Todo gira alrededor del dinero: si no pagas, no sales y si no dices lo que te digo, no cobras
Aprovechando la coyuntura de que hoy, 24 de enero, es el Día del Periodista y que la Policía Nacional en sus redes sociales publica: “Gracias por vuestro compromiso con la verdad y por ayudarnos a construir una sociedad más segura”, voy a analizar algunos aspectos del periodismo al que estamos sometidos en estos momentos en España.
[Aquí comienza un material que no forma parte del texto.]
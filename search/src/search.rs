/*
  shunt, a sliding-block puzzle solver.
  Copyright (C) 2026 The Shunt Authors

  shunt is free software: you can redistribute it and/or modify
  it under the terms of the GNU General Public License as published by
  the Free Software Foundation, either version 3 of the License, or
  (at your option) any later version.

  shunt is distributed in the hope that it will be useful,
  but WITHOUT ANY WARRANTY; without even the implied warranty of
  MERCHANTABILITY or FITNESS FOR A PARTICULAR PURPOSE.  See the
  GNU General Public License for more details.

  You should have received a copy of the GNU General Public License
  along with this program.  If not, see <http://www.gnu.org/licenses/>.
*/

//! The uniform-cost search loop with optional novelty pruning of a given
//! width. `run_search` is stateless across calls: every closed set and
//! novelty table it builds is local to one invocation, so the scheduler can
//! call it repeatedly at increasing widths without any state bleeding
//! between runs.

use std::fmt::{self, Display, Formatter};

use shunt_core::{
    pack::{atom_bits, pack_full, pack_subset},
    Board, Direction, StateKey,
};

use crate::{limit::SearchLimit, node::SearchNode, queue::PriorityQueue, trie::RadixTrie};

#[derive(Clone, Copy, Debug, PartialEq, Eq)]
/// Failure modes `run_search` itself can report. Illegal moves and duplicate
/// states are not errors — they are the ordinary pruning path and are
/// folded into `SearchRunResult`'s counters instead.
pub enum SearchError {
    /// The search was cancelled by its `SearchLimit` before the queue ran
    /// dry or a solution was found.
    Cancelled,
}

impl Display for SearchError {
    fn fmt(&self, f: &mut Formatter<'_>) -> fmt::Result {
        match self {
            SearchError::Cancelled => write!(f, "search cancelled before completion"),
        }
    }
}

impl std::error::Error for SearchError {}

/// The outcome of a single `run_search` call.
pub type SearchResult = Result<SearchRunResult, SearchError>;

#[derive(Debug)]
/// Everything the scheduler needs out of one `run_search` call.
pub struct SearchRunResult {
    /// Whether a winning board was found.
    pub solved: bool,
    /// The winning board, if `solved`.
    pub final_board: Option<Board>,
    /// Number of nodes popped from the queue and expanded.
    pub expanded: u64,
    /// Number of nodes pushed onto the queue (including the root).
    pub generated: u64,
    /// Number of candidate states rejected as already seen, either by the
    /// closed set or by novelty pruning.
    pub duplicated: u64,
}

impl SearchRunResult {
    fn unsolved() -> SearchRunResult {
        SearchRunResult {
            solved: false,
            final_board: None,
            expanded: 0,
            generated: 0,
            duplicated: 0,
        }
    }
}

/// Run uniform-cost search from `initial`, optionally pruning by novelty at
/// `width_limit`. `width_limit == 0` means pure UCS; `width_limit >= 1`
/// means IW(`width_limit`).
pub fn run_search(initial: &Board, width_limit: usize, limit: &SearchLimit) -> SearchResult {
    let mut result = SearchRunResult::unsolved();

    let num_pieces = initial.num_pieces() as usize;
    let novelty_limit = width_limit.min(num_pieces);
    let atom = atom_bits(num_pieces, initial.lines(), initial.width());

    let mut closed = RadixTrie::new();
    let mut partial: Vec<RadixTrie> = (0..novelty_limit).map(|_| RadixTrie::new()).collect();

    let mut queue = PriorityQueue::new();
    queue.push(SearchNode::new(initial.clone(), 0));
    result.generated += 1;

    while let Some(current) = queue.pop_min() {
        if limit.is_cancelled() {
            return Err(SearchError::Cancelled);
        }
        limit.record_expansion();
        result.expanded += 1;

        let board = current.board();

        if board.is_winning() {
            result.solved = true;
            result.final_board = Some(current.into_board());
            break;
        }

        let full_key = pack_full(board);
        if closed.contains(&full_key) {
            result.duplicated += 1;
            continue;
        }
        closed.insert(&full_key);
        for size in 1..=novelty_limit {
            insert_all_combinations(&mut partial[size - 1], &full_key, atom, num_pieces, size);
        }

        for piece in 0..num_pieces as u8 {
            for &dir in &Direction::ALL {
                let Some(child) = board.apply(piece, dir) else {
                    continue;
                };

                let child_key = pack_full(&child);
                let seen_before = closed.contains(&child_key);
                let pruned_by_novelty = !seen_before
                    && novelty_limit > 0
                    && (1..=novelty_limit).all(|size| {
                        all_combinations_present(&partial[size - 1], &child_key, atom, num_pieces, size)
                    });

                if seen_before || pruned_by_novelty {
                    result.duplicated += 1;
                    continue;
                }

                queue.push(SearchNode::new(child, current.depth() + 1));
                result.generated += 1;
            }
        }
    }

    Ok(result)
}

/// Advances `indices` to the lexicographically next `size`-subset of
/// `0..num_pieces`, in place. Returns `false` once every subset has been
/// visited.
fn next_combination(indices: &mut [u8], num_pieces: usize) -> bool {
    let size = indices.len();
    for i in (0..size).rev() {
        if (indices[i] as usize) < num_pieces - (size - i) {
            indices[i] += 1;
            for j in (i + 1)..size {
                indices[j] = indices[j - 1] + 1;
            }
            return true;
        }
    }
    false
}

fn all_combinations_present(
    trie: &RadixTrie,
    full: &StateKey,
    atom: u32,
    num_pieces: usize,
    size: usize,
) -> bool {
    if size == 0 || size > num_pieces {
        return true;
    }
    let mut indices: Vec<u8> = (0..size as u8).collect();
    loop {
        let subset = pack_subset(full, atom, &indices);
        if !trie.contains(&subset) {
            return false;
        }
        if !next_combination(&mut indices, num_pieces) {
            return true;
        }
    }
}

fn insert_all_combinations(
    trie: &mut RadixTrie,
    full: &StateKey,
    atom: u32,
    num_pieces: usize,
    size: usize,
) {
    if size == 0 || size > num_pieces {
        return;
    }
    let mut indices: Vec<u8> = (0..size as u8).collect();
    loop {
        let subset = pack_subset(full, atom, &indices);
        trie.insert(&subset);
        if !next_combination(&mut indices, num_pieces) {
            break;
        }
    }
}

#[cfg(test)]
mod tests {
    use super::*;
    use shunt_core::Cell;

    fn board_of(rows: &[&str]) -> Board {
        Board::from_grid(
            rows.iter()
                .map(|r| r.chars().map(Cell::from_char).collect())
                .collect(),
        )
    }

    #[test]
    fn already_won_needs_no_moves() {
        let b = board_of(&["H  "]);
        let r = run_search(&b, 0, &SearchLimit::new()).unwrap();
        assert!(r.solved);
        assert_eq!(r.final_board.unwrap().trail().len(), 0);
    }

    #[test]
    fn one_step_slide() {
        let b = board_of(&["0G "]);
        let r = run_search(&b, 0, &SearchLimit::new()).unwrap();
        assert!(r.solved);
        assert_eq!(r.final_board.unwrap().trail().to_string(), "0r");
    }

    #[test]
    fn two_step_slide_is_optimal_under_ucs() {
        let b = board_of(&["0 G "]);
        let r = run_search(&b, 0, &SearchLimit::new()).unwrap();
        assert!(r.solved);
        assert_eq!(r.final_board.unwrap().trail().to_string(), "0r0r");
    }

    #[test]
    fn blocked_by_wall_has_no_solution() {
        let b = board_of(&["0#G"]);
        let r = run_search(&b, 0, &SearchLimit::new()).unwrap();
        assert!(!r.solved);
        assert!(r.final_board.is_none());
    }

    #[test]
    fn piece_swap_scenario_solves_with_even_length_trail() {
        let b = board_of(&["01 G"]);
        let r = run_search(&b, 0, &SearchLimit::new()).unwrap();
        assert!(r.solved);
        let trail = r.final_board.unwrap().trail().to_string();
        assert_eq!(trail.len() % 2, 0);
    }

    #[test]
    fn closed_set_never_lets_expanded_exceed_generated() {
        let b = board_of(&["0  G"]);
        let r = run_search(&b, 0, &SearchLimit::new()).unwrap();
        assert!(r.expanded <= r.generated);
    }

    #[test]
    fn node_cap_cancels_the_search() {
        let b = board_of(&["0       G"]);
        let limit = SearchLimit::with_node_cap(1);
        let err = run_search(&b, 0, &limit).unwrap_err();
        assert_eq!(err, SearchError::Cancelled);
    }

    #[test]
    fn iw_one_still_solves_a_single_piece_puzzle() {
        let b = board_of(&["0 G"]);
        let r = run_search(&b, 1, &SearchLimit::new()).unwrap();
        assert!(r.solved);
    }
}
/*
  shunt, a sliding-block puzzle solver.
  Copyright (C) 2026 The Shunt Authors

  shunt is free software: you can redistribute it and/or modify
  it under the terms of the GNU General Public License as published by
  the Free Software Foundation, either version 3 of the License, or
  (at your option) any later version.

  shunt is distributed in the hope that it will be useful,
  but WITHOUT ANY WARRANTY; without even the implied warranty of
  MERCHANTABILITY or FITNESS FOR A PARTICULAR PURPOSE.  See the
  GNU General Public License for more details.

  You should have received a copy of the GNU General Public License
  along with this program.  If not, see <http://www.gnu.org/licenses/>.
*/

mod map;
mod report;

use std::{env, process::ExitCode, time::Instant};

use shunt_search::{find_solution, Config, SearchLimit};

use map::load_map;
use report::Report;

fn main() -> ExitCode {
    let args: Vec<String> = env::args().collect();

    if args.len() < 2 {
        print_usage();
        return ExitCode::FAILURE;
    }

    match args[1].as_str() {
        "solve" if args.len() >= 3 => {
            let algorithm = args.get(2).and_then(|s| s.parse::<u8>().ok()).unwrap_or(3);
            let Some(path) = args.get(3) else {
                eprintln!("solve requires a map path");
                return ExitCode::FAILURE;
            };
            run_solve(algorithm, path)
        }
        "check" if args.len() >= 3 => run_check(&args[2]),
        _ => {
            print_usage();
            ExitCode::FAILURE
        }
    }
}

fn run_solve(algorithm: u8, path: &str) -> ExitCode {
    let board = match load_map(path) {
        Ok(board) => board,
        Err(e) => {
            eprintln!("could not load map {path}: {e}");
            return ExitCode::FAILURE;
        }
    };

    let config = Config::with_algorithm(algorithm);
    let limit = SearchLimit::new();
    let start = Instant::now();
    let solution = match find_solution(&board, config, &limit) {
        Ok(solution) => solution,
        Err(e) => {
            eprintln!("search failed: {e}");
            return ExitCode::FAILURE;
        }
    };
    let elapsed = start.elapsed().as_secs_f64();

    let solved = solution.solved;
    print!("{}", Report::new(solution, board, elapsed));
    if solved {
        ExitCode::SUCCESS
    } else {
        ExitCode::FAILURE
    }
}

fn run_check(path: &str) -> ExitCode {
    match load_map(path) {
        Ok(board) => {
            println!("map ok: {} piece(s), {}x{}", board.num_pieces(), board.lines(), board.width());
            ExitCode::SUCCESS
        }
        Err(e) => {
            eprintln!("map {path} is invalid: {e}");
            ExitCode::FAILURE
        }
    }
}

fn print_usage() {
    eprintln!("usage:");
    eprintln!("  shunt solve <algorithm:1|2|3> <map-path>");
    eprintln!("  shunt check <map-path>");
}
Decidí hace pocos meses jubilarme y dejar mi periódico, ABC, después de más de 30 años totalmente decepcionado con los métodos que utilizaba uno de los directores adjuntos con algunos redactores, a los que censuraba ciertas informaciones contrastadas y les hacía escribir a su dictado. Esto ocurre en el 90 por ciento de los medios de comunicación españoles. Mandan los ingresos, aunque tengan que lograrse mintiendo.
La prensa audiovisual, es decir la radio y la televisión, está completamente amañada. Los que dan la cara no son periodistas, son locutores que leen lo que la cúpula directiva les escribe. Lo de TVE es un escándalo porque la pagamos todos, pero si ves los informativos de Cuatro, Telecinco, La Sexta y algunos de Antena3 se puede sacar en claro que los que hablan no lo dicen porque hayan redactado y contrastado ellos mismos las noticias. No te digo nada si escuchas la Cadena SER, nido de desinformación e invento de noticias, que ha caído a lo más bajo de la radio española. Son marionetas dirigidas por el gobierno, que no solo mienten, sino que se inventan las cosas.
La prensa escrita, más de lo mismo, pero la digital puede con todo. Ahí sí que cabe todo. Dirigida por militantes de partidos políticos en el caso de los medios de izquierdas son una máquina de hacer chapapote. Todos movidos por las subvenciones que salen del Gobierno, que este 2025 hay ya aprobado por el Consejo de ministros 124 millones de euros. ¿Quién se los llevará?
Los programas divulgativos de las cadenas son máquinas de adoctrinamiento. Los tertulianos hablan con un guion en las manos. Resulta que todos esos tertulianos son especialistas en todo. Saben de pandemias, de Franco, de sanidad, de inmigración, de fútbol, de corrupción, de sociedad… un auténtico saco de comunicadores que solo destilan mierda. Ahora, los periodistas son del PSOE del PP, de Real Madrid o del Barcelona, hooligans agresivos, que en algunos casos se agreden entre ellos físicamente.
Todo gira alrededor del dinero. Si no hay dinero, no hay información. Lo he vivido en mis carnes hasta que he dicho basta. Un ejemplo fragante lo tenemos en el Real Club Náutico de Palma, que lleva pagando muchos años para que se publique en los medios la Copa del Rey Mapfre, una regata de vela muerta ya desde hace 15 años por su baja calidad y por la manipulación a la que está sometida. ¿Qué pasa ahí? Pues muy fácil: Mapfre paga un dinero para que se organice en Palma la Copa del Rey y el Real Club Náutico de Palma llega a acuerdos con los medios de comunicación para que se publique la competición. Dentro de esos acuerdos es obligatorio ensalzar la regata y colocar en sitio visible y las más veces posibles la palabra Mapfre. No contentos con eso, el jefe de prensa de la competición, Alejandro Varela, exige a los periodistas invitados a escribir a su dictado y no consiente ninguna crítica. Cualquier crítica es inmediatamente censurada por una llamada que Varela hace al medio de comunicación bajo la amenaza de no pagar. Ha llegado un momento en que el tal Varela ha llegado a exigir a los medios el cambio de periodista para escribir de la regata y ha vetado a otros profesionales sin que Mapfre y el Real Club Náutico de Palma se hayan posicionado públicamente.
Del compañerismo ya ni hablamos. Solo ver lo que pasa en la sala de prensa del Congreso de los Diputados con Vito Quiles, cómo es tratado por los políticos y lo que es peor, por sus propios compañeros. ¿Miedo? No son periodistas, son voceros de sus medios incapaces de solidarizarse con las injusticias que recibe un periodista de verdad. O con los ataques recibidos por Íker Jiménez de voceros de otros medios por decir la verdad, una verdad que no convenía al Gobierno.